Failure is the stepping stone to success
Without a doubt, the hardest part of learning a new language is
Your first conversation with a native speaker is awful, even with the easiest languages: you can’t understand what they’re saying, and you have to work really hard to respond with even the simplest statement. And at that moment it feels like all the work you’ve put into your language was wasted.
This is why many language learners don’t get very far. They love the idea of speaking in another language, but it’s hard to face that failure, like in any case. Failure is tough because it makes us feel like we’re not good enough and never will be.
But that’s just not true. In fact, failure is the stepping stone to success. Unless we fail, we can’t really succeed. Unless we ask ourselves “did I make a mistake?” at some point, that’s all we’ll do. We’ll make mistakes and give up over and over again, because although we really want to reach our goal, we don’t know what to do with that constant failure.
Failure is the mother of success
There’s a reason why we fail, and it’s not to make us feel bad about ourselves and quit. We live in a world where failure feels like a big fat ‘F’ written in red ink on our foreheads, but that really shouldn’t be the case. Nobody succeeds all the time. Nobody. Not even that hot Instagram celebrity or the cool kids from high school.
In fact, the most successful people in the world have really just failed the most until they got to the success. Think of it as paying your dues. In fact, Thomas Edison gave us a famous quote: “I didn’t fail 1,000 times. The lightbulb was an invention with 1,000 steps.”
So why is failure the first step to success? It’s a tool. We fail because we don’t have a complete, 100% understanding of whatever it is we’re doing. That’s not even the only reason, either! Sometimes the most skilled of us fail because of bad luck, bad timing, or whatever number of reasons exist on this imperfect planet that make us all imperfect in everything that we do. Especially in something as complex and difficult as learning a new language.
As far as what’s in our control, however, we can use failure as a tool. A tool to fine-tune our skills, approach our goals from a different direction, or any number of things that any one person needs to do.

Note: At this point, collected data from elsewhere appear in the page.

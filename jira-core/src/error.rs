//! # Error Normalization
//!
//! Every failure the pipeline can reach is converted into exactly one
//! [`Error`]. Callers branch on [`Error::kind`] and inspect the attached
//! [`Response`] instead of matching on message text.

use std::collections::BTreeMap;

use reqwest::StatusCode;
use serde::Deserialize;
use thiserror::Error;
use tracing::debug;

use crate::context::CancelReason;
use crate::response::Response;
use crate::transport::TransportError;

/// Boxed error used for causes whose concrete type the core does not own.
pub type BoxError = Box<dyn std::error::Error + Send + Sync>;

/// Result type alias for core operations.
pub type Result<T> = std::result::Result<T, Error>;

/// Classification of a normalized error.
#[derive(Debug, Clone, Copy, PartialEq, Eq, Hash)]
pub enum ErrorKind {
  /// The request could not be built: malformed or unresolvable path, invalid
  /// method, or a body that failed to serialize.
  InvalidUrl,
  /// The transport failed before a complete response was read.
  Network,
  /// The server answered with a status outside 200-299.
  HttpStatus,
  /// The body did not match the expected shape.
  Decode,
  /// The caller's context was cancelled or its deadline passed.
  Cancelled,
}

/// Normalized error for every Jira API operation.
#[derive(Debug, Error)]
pub enum Error {
  #[error("invalid request: {message}")]
  InvalidUrl {
    message: String,
    #[source]
    source: Option<BoxError>,
  },

  #[error("network failure: {source}")]
  Network {
    #[source]
    source: TransportError,
  },

  #[error("{}", describe_status(.response))]
  HttpStatus { response: Box<Response> },

  #[error("failed to decode response body (HTTP {status}): {source}", status = .response.status())]
  Decode {
    response: Box<Response>,
    #[source]
    source: serde_json::Error,
  },

  #[error("{reason}")]
  Cancelled { reason: CancelReason },

  /// Both the primary and the fallback contract failed. Classification and
  /// response follow the fallback attempt; the primary failure is kept for
  /// inspection.
  #[error("{secondary} (primary attempt failed: {primary})")]
  Fallback {
    #[source]
    secondary: Box<Error>,
    primary: Box<Error>,
  },
}

impl Error {
  pub fn kind(&self) -> ErrorKind {
    match self {
      Error::InvalidUrl { .. } => ErrorKind::InvalidUrl,
      Error::Network { .. } => ErrorKind::Network,
      Error::HttpStatus { .. } => ErrorKind::HttpStatus,
      Error::Decode { .. } => ErrorKind::Decode,
      Error::Cancelled { .. } => ErrorKind::Cancelled,
      Error::Fallback { secondary, .. } => secondary.kind(),
    }
  }

  /// The response envelope, when the failure happened after one was read.
  pub fn response(&self) -> Option<&Response> {
    match self {
      Error::HttpStatus { response } | Error::Decode { response, .. } => Some(response),
      Error::Fallback { secondary, .. } => secondary.response(),
      _ => None,
    }
  }

  pub fn status(&self) -> Option<StatusCode> {
    self.response().map(Response::status)
  }

  /// The primary contract's failure when this error came out of a version
  /// fallback.
  pub fn primary_error(&self) -> Option<&Error> {
    match self {
      Error::Fallback { primary, .. } => Some(primary),
      _ => None,
    }
  }

  /// Jira's `errorMessages`/`errors` payload, if the response carried one.
  pub fn payload(&self) -> Option<ErrorPayload> {
    self.response().and_then(Response::error_payload)
  }

  pub fn is_not_found(&self) -> bool {
    self.status() == Some(StatusCode::NOT_FOUND)
  }

  pub fn is_cancelled(&self) -> bool {
    self.kind() == ErrorKind::Cancelled
  }

  pub(crate) fn invalid_url(message: impl Into<String>, source: Option<BoxError>) -> Self {
    normalize(Failure::Build {
      message: message.into(),
      source,
    })
  }

  pub(crate) fn cancelled(reason: CancelReason) -> Self {
    normalize(Failure::Cancelled(reason))
  }
}

/// A raw failure observed somewhere in the pipeline, before classification.
///
/// Variants that happen after a response was read own that response, so the
/// normalized error can always hand it back to the caller.
#[derive(Debug)]
pub enum Failure {
  Build { message: String, source: Option<BoxError> },
  Transport(TransportError),
  Status(Response),
  Decode { response: Response, source: serde_json::Error },
  Cancelled(CancelReason),
}

/// Convert a raw failure into the single error shape callers see.
pub fn normalize(failure: Failure) -> Error {
  let error = match failure {
    Failure::Build { message, source } => Error::InvalidUrl { message, source },
    Failure::Transport(source) => Error::Network { source },
    Failure::Status(response) => Error::HttpStatus {
      response: Box::new(response),
    },
    Failure::Decode { response, source } => Error::Decode {
      response: Box::new(response),
      source,
    },
    Failure::Cancelled(reason) => Error::Cancelled { reason },
  };
  debug!(kind = ?error.kind(), "request failed: {error}");
  error
}

impl From<Failure> for Error {
  fn from(failure: Failure) -> Self {
    normalize(failure)
  }
}

/// Error body returned by Jira for non-2xx responses.
#[derive(Debug, Clone, Default, PartialEq, Eq, Deserialize)]
pub struct ErrorPayload {
  #[serde(rename = "errorMessages", default)]
  pub error_messages: Vec<String>,
  #[serde(default)]
  pub errors: BTreeMap<String, String>,
}

impl ErrorPayload {
  pub fn is_empty(&self) -> bool {
    self.error_messages.is_empty() && self.errors.is_empty()
  }

  /// Flatten messages and field errors into one line.
  pub fn summary(&self) -> String {
    self
      .error_messages
      .iter()
      .cloned()
      .chain(self.errors.iter().map(|(field, message)| format!("{field}: {message}")))
      .collect::<Vec<_>>()
      .join("; ")
  }
}

fn describe_status(response: &Response) -> String {
  let status = response.status();
  match response.error_payload().filter(|payload| !payload.is_empty()) {
    Some(payload) => format!("HTTP {status}: {}", payload.summary()),
    None => format!("HTTP {status}"),
  }
}
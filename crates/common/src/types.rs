use chrono::{DateTime, Utc};
use serde::{Deserialize, Serialize};

/// Job type tag for the one-time welcome direct message.
pub const JOB_TYPE_WELCOME_MESSAGE: &str = "sendWelcomeMessage";

/// Reachability status of a user account.
///
/// The delivery engine only ever moves users away from `Active`
/// (`suspended` / `revoked`); nothing in Herald sets a user back.
#[derive(Debug, Clone, Copy, PartialEq, Eq, Serialize, Deserialize, sqlx::Type)]
#[sqlx(type_name = "text", rename_all = "lowercase")]
#[serde(rename_all = "lowercase")]
pub enum UserCategory {
    Active,
    Suspended,
    Revoked,
}

impl std::fmt::Display for UserCategory {
    fn fmt(&self, f: &mut std::fmt::Formatter<'_>) -> std::fmt::Result {
        match self {
            UserCategory::Active => write!(f, "active"),
            UserCategory::Suspended => write!(f, "suspended"),
            UserCategory::Revoked => write!(f, "revoked"),
        }
    }
}

/// Payload of a welcome-message job.
///
/// Wire shape is camelCase: `{ "userId", "username" }` on the first attempt,
/// plus `"title"` on re-enqueued payloads.
#[derive(Debug, Clone, PartialEq, Eq, Serialize, Deserialize)]
#[serde(rename_all = "camelCase")]
pub struct WelcomeTask {
    /// Human-readable description of why the job was re-enqueued.
    /// Absent on the first attempt.
    #[serde(default, skip_serializing_if = "Option::is_none")]
    pub title: Option<String>,
    pub user_id: String,
    pub username: String,
}

impl WelcomeTask {
    pub fn new(user_id: impl Into<String>, username: impl Into<String>) -> Self {
        Self {
            title: None,
            user_id: user_id.into(),
            username: username.into(),
        }
    }

    /// Payload for a delayed re-send of the same message, with the title
    /// annotated by the provider error code that triggered the retry.
    pub fn retry(&self, code: u32) -> Self {
        Self {
            title: Some(format!(
                "Resend welcome message to @{} following an error {}",
                self.username, code
            )),
            user_id: self.user_id.clone(),
            username: self.username.clone(),
        }
    }
}

/// A registered user, keyed by their messaging-provider account id.
#[derive(Debug, Clone, Serialize, Deserialize, sqlx::FromRow)]
pub struct User {
    pub id: String,
    pub username: String,
    pub category: UserCategory,
    pub locale: String,
    pub access_token: String,
    pub created_at: DateTime<Utc>,
    pub updated_at: DateTime<Utc>,
}

/// Send-capable credentials resolved for a user.
#[derive(Debug, Clone, Serialize, Deserialize, sqlx::FromRow)]
pub struct DmCredentials {
    pub access_token: String,
}

/// One entry of a structured messaging-provider error response.
///
/// A single failed send may carry zero, one, or many entries.
#[derive(Debug, Clone, PartialEq, Eq, Serialize, Deserialize)]
pub struct ProviderErrorEntry {
    pub code: u32,
    pub message: String,
}

#[cfg(test)]
mod tests {
    use super::*;

    #[test]
    fn test_welcome_task_wire_shape_camel_case() {
        let task = WelcomeTask::new("12345", "alice");
        let json = serde_json::to_value(&task).unwrap();
        assert_eq!(json, serde_json::json!({"userId": "12345", "username": "alice"}));
    }

    #[test]
    fn test_welcome_task_deserializes_without_title() {
        let task: WelcomeTask =
            serde_json::from_str(r#"{"userId": "12345", "username": "alice"}"#).unwrap();
        assert_eq!(task.user_id, "12345");
        assert_eq!(task.username, "alice");
        assert!(task.title.is_none());
    }

    #[test]
    fn test_retry_payload_keeps_identity_and_annotates_title() {
        let task = WelcomeTask::new("12345", "alice");
        let retry = task.retry(130);

        assert_eq!(retry.user_id, "12345");
        assert_eq!(retry.username, "alice");
        assert_eq!(
            retry.title.as_deref(),
            Some("Resend welcome message to @alice following an error 130")
        );
    }

    #[test]
    fn test_retry_payload_serializes_title() {
        let retry = WelcomeTask::new("12345", "alice").retry(88);
        let json = serde_json::to_value(&retry).unwrap();
        assert_eq!(json["title"], "Resend welcome message to @alice following an error 88");
        assert_eq!(json["userId"], "12345");
    }
}
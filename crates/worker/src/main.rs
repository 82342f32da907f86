//! Herald worker binary entrypoint.

use herald_common::config::AppConfig;
use herald_common::db;
use herald_common::redis_pool;
use herald_delivery::provider::HttpDirectMessenger;
use herald_delivery::task::WelcomeMessageTask;
use herald_delivery::users::PgUserStore;
use herald_worker::queue::RedisTaskQueue;
use herald_worker::runner::JobWorker;

#[tokio::main]
async fn main() -> anyhow::Result<()> {
    // Initialize tracing
    tracing_subscriber::fmt()
        .with_env_filter(
            tracing_subscriber::EnvFilter::try_from_default_env()
                .unwrap_or_else(|_| "herald_worker=info,herald_delivery=debug".into()),
        )
        .json()
        .init();

    tracing::info!("Herald worker starting...");

    // Load configuration
    let config = AppConfig::from_env()?;

    // Connect to database
    let pool = db::create_pool(&config.database_url, config.db_max_connections).await?;

    // Run migrations
    sqlx::migrate!("../../migrations").run(&pool).await?;
    tracing::info!("Database migrations applied");

    // Connect to Redis
    let redis = redis_pool::create_redis_pool(&config.redis_url).await?;

    // The queue doubles as the retry scheduler for transient send failures
    let queue = RedisTaskQueue::new(redis);
    let welcome = WelcomeMessageTask::new(
        PgUserStore::new(pool),
        HttpDirectMessenger::new(config.provider_api_url.clone()),
        queue.clone(),
    );
    let worker = JobWorker::new(queue, welcome, config.worker_poll_interval_ms);

    // Run with graceful shutdown on Ctrl+C
    tokio::select! {
        result = worker.run() => {
            if let Err(e) = result {
                tracing::error!(error = %e, "Job worker exited with error");
                return Err(e);
            }
        }
        _ = tokio::signal::ctrl_c() => {
            tracing::info!("Received shutdown signal, stopping gracefully...");
        }
    }

    tracing::info!("Herald worker stopped.");
    Ok(())
}
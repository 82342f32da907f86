//! Localized welcome message rendering.
//!
//! The locale is an explicit parameter threaded from the user record, never
//! process-global state, so concurrent deliveries for different users cannot
//! race on it.

const WELCOME_EN: &str =
    "All set, welcome to Herald 🙌!\nYou will soon receive your notifications right here!";
const WELCOME_FR: &str =
    "C'est parti, bienvenue sur Herald 🙌 !\nVous recevrez bientôt vos notifications ici !";

/// Render the welcome direct message for a locale code.
///
/// Matches on the primary language subtag (`fr-CA` renders French). Total
/// over all inputs: unknown locales fall back to English.
pub fn welcome_text(locale: &str) -> &'static str {
    let language = locale.split(['-', '_']).next().unwrap_or_default();
    match language {
        "fr" => WELCOME_FR,
        _ => WELCOME_EN,
    }
}

#[cfg(test)]
mod tests {
    use super::*;

    #[test]
    fn test_english_locale() {
        assert_eq!(welcome_text("en"), WELCOME_EN);
    }

    #[test]
    fn test_french_locale() {
        assert_eq!(welcome_text("fr"), WELCOME_FR);
    }

    #[test]
    fn test_regional_variants_match_primary_subtag() {
        assert_eq!(welcome_text("fr-CA"), WELCOME_FR);
        assert_eq!(welcome_text("fr_FR"), WELCOME_FR);
        assert_eq!(welcome_text("en-GB"), WELCOME_EN);
    }

    #[test]
    fn test_unknown_locale_falls_back_to_english() {
        assert_eq!(welcome_text("de"), WELCOME_EN);
        assert_eq!(welcome_text(""), WELCOME_EN);
    }
}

How to use failure as the first step to success
Let’s take away that feeling of the big red ‘F’ on our foreheads. It’s painful, depressing, and it doesn’t do anything
Flip the idea of failure around in your heads and congratulate yourself for failing, because you know what? You failed because you tried, and nobody accomplished anything that they didn’t first try, and nobody accomplished anything the first time around, especially when learning a new language.
So, let’s use the example of our first conversation with a native speaker. You and I both know how awful that is. It’s awkward and mentally exhausting (“why am I this tired from saying ‘hello, how are you’???”) and it’s, well, definitely a humbling experience, to put it mildly.
The important thing is your perspective in this situation. When you try something very difficult and fall flat on your face, it’s easy enough to just cut your losses and move on. It’s generally the least painful choice, too, at least in the short run.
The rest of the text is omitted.